(Collected data entries)
>>>>>

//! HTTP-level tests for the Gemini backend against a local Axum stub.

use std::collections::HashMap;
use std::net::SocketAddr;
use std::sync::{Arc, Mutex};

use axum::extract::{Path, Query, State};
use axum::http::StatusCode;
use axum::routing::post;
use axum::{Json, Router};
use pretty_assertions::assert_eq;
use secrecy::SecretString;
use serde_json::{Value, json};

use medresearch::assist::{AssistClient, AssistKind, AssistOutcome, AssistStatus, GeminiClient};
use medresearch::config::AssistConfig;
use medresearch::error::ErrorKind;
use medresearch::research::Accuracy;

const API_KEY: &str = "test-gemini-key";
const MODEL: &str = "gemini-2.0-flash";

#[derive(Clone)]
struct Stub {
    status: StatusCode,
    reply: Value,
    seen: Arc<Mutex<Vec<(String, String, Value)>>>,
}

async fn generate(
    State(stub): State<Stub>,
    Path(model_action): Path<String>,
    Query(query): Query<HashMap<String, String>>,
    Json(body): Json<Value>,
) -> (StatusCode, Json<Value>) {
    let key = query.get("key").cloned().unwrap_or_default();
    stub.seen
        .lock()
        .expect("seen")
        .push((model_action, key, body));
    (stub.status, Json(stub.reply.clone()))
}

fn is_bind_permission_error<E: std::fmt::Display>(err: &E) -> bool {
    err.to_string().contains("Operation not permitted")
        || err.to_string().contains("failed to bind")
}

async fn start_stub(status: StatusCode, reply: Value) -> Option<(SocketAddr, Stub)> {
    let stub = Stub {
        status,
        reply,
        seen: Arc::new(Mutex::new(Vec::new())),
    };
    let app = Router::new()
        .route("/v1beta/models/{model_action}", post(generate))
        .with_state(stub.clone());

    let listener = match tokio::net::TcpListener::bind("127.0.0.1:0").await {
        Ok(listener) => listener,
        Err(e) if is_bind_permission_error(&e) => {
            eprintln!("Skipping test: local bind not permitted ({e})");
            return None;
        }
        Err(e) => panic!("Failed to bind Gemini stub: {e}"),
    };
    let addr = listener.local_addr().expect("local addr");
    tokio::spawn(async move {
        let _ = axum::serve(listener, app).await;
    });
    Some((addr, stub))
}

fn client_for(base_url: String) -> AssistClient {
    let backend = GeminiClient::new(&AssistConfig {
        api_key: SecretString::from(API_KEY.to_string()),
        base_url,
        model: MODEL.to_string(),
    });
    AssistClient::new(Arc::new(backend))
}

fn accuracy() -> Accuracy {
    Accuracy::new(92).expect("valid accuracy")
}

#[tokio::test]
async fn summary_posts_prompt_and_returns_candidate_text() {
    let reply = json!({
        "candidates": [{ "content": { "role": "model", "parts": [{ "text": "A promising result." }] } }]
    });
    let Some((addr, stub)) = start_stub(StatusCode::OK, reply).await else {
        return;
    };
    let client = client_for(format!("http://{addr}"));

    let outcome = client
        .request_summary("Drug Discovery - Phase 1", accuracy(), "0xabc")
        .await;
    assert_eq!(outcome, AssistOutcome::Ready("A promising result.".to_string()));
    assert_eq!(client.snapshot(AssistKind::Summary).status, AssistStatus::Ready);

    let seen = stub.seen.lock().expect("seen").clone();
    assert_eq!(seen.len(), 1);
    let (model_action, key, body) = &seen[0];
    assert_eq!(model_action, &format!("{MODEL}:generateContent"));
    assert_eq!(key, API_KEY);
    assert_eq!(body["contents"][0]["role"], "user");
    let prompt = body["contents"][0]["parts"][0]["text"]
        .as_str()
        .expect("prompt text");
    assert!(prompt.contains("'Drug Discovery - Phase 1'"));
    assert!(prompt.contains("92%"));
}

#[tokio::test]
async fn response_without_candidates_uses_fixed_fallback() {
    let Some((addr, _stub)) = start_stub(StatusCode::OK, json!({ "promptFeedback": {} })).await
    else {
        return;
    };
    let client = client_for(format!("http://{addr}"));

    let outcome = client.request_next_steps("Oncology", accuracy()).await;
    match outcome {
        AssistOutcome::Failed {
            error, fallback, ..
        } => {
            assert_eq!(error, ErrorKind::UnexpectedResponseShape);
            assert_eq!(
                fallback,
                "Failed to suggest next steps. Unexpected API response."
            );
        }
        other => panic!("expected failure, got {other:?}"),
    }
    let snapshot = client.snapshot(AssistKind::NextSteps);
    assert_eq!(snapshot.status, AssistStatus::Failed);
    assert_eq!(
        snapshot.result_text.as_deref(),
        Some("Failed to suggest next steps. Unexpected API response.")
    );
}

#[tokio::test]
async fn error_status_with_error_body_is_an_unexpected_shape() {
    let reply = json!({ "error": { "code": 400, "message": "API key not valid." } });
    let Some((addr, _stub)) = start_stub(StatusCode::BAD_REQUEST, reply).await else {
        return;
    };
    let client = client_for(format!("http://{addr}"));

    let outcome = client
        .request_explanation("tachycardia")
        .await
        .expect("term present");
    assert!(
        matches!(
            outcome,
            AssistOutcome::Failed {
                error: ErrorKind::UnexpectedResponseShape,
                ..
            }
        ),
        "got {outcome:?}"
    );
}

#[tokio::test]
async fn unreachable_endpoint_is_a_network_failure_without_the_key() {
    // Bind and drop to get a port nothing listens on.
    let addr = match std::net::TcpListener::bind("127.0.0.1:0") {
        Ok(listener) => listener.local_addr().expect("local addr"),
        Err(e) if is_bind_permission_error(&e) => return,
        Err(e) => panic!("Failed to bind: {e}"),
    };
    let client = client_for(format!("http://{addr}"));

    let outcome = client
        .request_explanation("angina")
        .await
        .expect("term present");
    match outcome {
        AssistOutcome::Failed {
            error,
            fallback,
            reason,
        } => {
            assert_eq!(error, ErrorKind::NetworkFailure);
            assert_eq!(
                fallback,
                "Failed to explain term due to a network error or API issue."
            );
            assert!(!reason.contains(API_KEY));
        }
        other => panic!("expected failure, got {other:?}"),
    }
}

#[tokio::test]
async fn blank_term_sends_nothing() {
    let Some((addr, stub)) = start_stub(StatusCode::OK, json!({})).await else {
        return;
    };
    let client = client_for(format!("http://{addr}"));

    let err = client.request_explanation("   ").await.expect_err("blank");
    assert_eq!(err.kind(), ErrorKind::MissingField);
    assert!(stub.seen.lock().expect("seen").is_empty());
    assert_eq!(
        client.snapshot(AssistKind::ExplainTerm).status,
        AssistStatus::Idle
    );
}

<<<<<
>>>>>

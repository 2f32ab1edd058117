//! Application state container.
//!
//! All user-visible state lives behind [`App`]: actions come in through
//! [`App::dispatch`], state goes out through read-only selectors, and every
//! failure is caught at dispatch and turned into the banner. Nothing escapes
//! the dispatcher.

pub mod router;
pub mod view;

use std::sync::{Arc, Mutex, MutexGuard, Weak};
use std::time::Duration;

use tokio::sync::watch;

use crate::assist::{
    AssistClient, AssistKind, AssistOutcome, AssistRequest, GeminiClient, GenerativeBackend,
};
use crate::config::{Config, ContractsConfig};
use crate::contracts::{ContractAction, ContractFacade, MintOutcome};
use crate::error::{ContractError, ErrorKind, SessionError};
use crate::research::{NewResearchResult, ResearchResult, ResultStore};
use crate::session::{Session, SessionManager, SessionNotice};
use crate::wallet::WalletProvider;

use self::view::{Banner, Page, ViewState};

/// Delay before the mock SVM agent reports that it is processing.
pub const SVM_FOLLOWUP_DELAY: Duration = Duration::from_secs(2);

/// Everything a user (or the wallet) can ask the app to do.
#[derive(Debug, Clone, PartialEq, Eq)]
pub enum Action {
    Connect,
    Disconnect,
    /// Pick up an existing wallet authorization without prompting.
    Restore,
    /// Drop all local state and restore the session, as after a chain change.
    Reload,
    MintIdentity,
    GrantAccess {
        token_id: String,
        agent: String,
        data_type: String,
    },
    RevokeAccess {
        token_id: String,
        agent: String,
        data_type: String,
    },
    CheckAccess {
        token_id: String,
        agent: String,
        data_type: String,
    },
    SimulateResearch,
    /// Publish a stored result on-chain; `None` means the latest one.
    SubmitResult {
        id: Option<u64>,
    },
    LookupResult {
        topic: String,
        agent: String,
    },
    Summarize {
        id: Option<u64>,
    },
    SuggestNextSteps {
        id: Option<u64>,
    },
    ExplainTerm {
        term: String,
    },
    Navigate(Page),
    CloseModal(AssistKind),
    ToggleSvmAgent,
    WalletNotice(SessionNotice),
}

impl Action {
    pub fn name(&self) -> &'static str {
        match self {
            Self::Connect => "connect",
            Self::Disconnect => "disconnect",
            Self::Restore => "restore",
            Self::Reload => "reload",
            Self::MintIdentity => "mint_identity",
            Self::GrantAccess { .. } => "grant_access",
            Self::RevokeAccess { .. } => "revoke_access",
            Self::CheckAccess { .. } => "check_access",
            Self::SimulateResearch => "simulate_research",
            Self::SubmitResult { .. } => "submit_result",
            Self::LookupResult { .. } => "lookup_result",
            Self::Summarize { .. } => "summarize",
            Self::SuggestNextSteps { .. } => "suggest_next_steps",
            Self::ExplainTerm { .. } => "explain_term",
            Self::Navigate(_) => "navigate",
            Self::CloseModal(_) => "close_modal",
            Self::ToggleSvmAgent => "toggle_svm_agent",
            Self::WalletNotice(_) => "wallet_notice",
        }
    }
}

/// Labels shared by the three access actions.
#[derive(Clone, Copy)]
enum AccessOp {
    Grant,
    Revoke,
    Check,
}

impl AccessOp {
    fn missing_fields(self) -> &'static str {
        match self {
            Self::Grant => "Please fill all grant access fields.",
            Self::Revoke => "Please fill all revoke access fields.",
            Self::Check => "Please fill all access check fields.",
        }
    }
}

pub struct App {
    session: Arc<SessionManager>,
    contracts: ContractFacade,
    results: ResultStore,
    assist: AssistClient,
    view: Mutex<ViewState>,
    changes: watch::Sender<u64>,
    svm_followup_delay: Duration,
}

<<<<<
>>>>>

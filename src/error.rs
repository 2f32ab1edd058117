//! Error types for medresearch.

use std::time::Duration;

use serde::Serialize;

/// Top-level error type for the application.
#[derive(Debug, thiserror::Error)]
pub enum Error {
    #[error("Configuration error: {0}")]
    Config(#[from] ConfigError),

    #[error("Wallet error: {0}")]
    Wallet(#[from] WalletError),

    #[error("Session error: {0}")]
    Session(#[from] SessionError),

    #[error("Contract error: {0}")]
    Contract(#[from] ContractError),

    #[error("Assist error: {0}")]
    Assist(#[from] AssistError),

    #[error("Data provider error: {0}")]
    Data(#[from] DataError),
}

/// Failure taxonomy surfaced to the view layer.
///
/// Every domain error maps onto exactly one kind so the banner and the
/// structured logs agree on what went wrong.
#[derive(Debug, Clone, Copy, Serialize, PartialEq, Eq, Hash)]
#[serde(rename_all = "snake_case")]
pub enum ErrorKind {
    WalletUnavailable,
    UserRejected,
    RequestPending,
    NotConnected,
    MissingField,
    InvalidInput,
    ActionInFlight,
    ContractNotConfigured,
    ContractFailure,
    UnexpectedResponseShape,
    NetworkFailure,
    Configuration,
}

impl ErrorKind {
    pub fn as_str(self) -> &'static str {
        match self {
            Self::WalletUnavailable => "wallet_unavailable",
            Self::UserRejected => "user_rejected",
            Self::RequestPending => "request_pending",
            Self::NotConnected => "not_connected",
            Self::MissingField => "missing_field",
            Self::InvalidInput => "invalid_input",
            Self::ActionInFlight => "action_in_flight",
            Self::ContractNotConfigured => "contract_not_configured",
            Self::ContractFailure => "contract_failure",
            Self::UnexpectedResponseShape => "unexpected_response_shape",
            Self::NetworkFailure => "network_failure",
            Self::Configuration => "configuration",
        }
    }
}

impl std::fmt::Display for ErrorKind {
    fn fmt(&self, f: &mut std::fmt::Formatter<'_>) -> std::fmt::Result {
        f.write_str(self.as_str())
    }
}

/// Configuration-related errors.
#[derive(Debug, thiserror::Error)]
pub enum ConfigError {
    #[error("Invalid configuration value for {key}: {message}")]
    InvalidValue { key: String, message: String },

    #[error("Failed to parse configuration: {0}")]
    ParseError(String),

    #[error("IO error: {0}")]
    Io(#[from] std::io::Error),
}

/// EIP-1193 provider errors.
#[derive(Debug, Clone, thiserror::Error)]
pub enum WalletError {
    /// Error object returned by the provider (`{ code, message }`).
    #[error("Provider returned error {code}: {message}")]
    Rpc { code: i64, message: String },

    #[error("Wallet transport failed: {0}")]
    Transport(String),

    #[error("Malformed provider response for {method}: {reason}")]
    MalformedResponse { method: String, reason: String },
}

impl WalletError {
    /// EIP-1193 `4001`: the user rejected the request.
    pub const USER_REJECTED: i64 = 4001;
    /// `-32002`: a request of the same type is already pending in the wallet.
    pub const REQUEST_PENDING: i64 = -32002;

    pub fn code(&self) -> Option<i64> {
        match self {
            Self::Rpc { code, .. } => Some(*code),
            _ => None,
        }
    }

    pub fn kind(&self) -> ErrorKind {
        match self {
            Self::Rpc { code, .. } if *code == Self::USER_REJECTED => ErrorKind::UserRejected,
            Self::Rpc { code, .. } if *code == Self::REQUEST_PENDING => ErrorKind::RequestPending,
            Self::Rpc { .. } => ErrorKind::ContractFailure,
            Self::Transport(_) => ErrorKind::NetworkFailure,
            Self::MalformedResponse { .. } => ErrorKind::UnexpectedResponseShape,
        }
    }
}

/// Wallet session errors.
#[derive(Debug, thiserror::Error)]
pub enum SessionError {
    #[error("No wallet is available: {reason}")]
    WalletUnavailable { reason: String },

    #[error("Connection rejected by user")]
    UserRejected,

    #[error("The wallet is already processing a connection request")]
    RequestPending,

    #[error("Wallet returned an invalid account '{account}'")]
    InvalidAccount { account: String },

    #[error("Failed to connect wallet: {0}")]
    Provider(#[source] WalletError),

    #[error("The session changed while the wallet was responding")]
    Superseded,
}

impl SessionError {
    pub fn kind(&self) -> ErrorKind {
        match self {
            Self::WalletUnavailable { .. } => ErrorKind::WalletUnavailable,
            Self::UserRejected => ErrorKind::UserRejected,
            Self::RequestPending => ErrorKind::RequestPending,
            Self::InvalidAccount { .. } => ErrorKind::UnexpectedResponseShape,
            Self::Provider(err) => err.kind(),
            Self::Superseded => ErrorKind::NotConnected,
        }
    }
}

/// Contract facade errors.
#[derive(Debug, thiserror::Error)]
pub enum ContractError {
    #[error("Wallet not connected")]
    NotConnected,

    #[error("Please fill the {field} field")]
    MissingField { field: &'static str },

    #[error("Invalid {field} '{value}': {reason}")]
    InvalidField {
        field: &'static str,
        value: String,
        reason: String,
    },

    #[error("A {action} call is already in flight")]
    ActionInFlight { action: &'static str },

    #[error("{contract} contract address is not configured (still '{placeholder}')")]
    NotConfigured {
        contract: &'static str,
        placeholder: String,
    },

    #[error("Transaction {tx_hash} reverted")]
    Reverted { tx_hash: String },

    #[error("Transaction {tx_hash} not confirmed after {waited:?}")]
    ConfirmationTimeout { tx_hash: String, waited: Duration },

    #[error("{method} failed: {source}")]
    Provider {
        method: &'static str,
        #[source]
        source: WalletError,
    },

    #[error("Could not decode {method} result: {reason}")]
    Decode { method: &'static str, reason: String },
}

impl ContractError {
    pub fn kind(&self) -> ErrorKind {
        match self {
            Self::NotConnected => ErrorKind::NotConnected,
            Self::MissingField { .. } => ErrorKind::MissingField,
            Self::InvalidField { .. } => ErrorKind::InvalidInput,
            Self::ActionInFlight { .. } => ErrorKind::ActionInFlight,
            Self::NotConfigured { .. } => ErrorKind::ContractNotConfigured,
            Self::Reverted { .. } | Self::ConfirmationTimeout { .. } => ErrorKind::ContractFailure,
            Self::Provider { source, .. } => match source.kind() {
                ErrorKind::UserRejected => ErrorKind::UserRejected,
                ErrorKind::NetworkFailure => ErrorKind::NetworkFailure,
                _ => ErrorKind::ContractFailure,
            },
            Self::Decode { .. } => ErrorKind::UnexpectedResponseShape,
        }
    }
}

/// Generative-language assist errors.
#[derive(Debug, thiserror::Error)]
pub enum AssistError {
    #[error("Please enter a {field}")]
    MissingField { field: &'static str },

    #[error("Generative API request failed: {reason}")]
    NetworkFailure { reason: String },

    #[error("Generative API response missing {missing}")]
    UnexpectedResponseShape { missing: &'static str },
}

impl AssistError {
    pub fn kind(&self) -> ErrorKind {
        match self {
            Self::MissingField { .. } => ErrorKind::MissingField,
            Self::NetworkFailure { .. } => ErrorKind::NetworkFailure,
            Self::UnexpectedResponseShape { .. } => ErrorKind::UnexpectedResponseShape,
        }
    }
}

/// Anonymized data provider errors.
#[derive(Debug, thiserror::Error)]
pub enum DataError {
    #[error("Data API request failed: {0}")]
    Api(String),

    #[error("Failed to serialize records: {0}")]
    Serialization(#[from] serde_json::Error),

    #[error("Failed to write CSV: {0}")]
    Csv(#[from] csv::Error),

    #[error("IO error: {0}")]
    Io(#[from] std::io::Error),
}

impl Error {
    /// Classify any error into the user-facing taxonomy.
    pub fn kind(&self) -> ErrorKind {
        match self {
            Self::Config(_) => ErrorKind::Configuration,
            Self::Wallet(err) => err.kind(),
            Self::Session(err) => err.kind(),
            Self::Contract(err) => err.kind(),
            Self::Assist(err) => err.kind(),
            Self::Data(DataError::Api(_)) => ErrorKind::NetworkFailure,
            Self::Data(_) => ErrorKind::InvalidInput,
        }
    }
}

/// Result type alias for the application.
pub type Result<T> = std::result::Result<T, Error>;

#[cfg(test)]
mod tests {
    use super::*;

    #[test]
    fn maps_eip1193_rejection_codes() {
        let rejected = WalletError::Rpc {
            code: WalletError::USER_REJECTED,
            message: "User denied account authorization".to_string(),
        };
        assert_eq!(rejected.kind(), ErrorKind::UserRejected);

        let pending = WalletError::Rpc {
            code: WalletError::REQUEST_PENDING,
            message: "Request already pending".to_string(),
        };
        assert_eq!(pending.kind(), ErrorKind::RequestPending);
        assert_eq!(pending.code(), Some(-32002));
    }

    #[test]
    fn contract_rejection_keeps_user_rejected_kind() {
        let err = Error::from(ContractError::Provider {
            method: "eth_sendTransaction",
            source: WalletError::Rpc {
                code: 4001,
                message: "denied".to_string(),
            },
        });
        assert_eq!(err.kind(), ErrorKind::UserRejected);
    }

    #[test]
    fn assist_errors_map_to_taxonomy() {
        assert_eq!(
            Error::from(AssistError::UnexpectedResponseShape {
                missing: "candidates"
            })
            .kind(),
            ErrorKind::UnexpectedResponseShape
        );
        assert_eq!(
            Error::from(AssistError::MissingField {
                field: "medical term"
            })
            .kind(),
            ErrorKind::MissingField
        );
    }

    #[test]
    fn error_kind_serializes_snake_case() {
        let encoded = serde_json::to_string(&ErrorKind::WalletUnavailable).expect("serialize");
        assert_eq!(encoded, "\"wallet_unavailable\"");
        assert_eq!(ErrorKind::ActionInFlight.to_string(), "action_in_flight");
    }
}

<<<<<

Instructions for the task:
Among the records, find every line holding the word "TcpListener" and copy it.

Answer for the task:
    let listener = match tokio::net::TcpListener::bind("127.0.0.1:0").await {
    let addr = match std::net::TcpListener::bind("127.0.0.1:0") {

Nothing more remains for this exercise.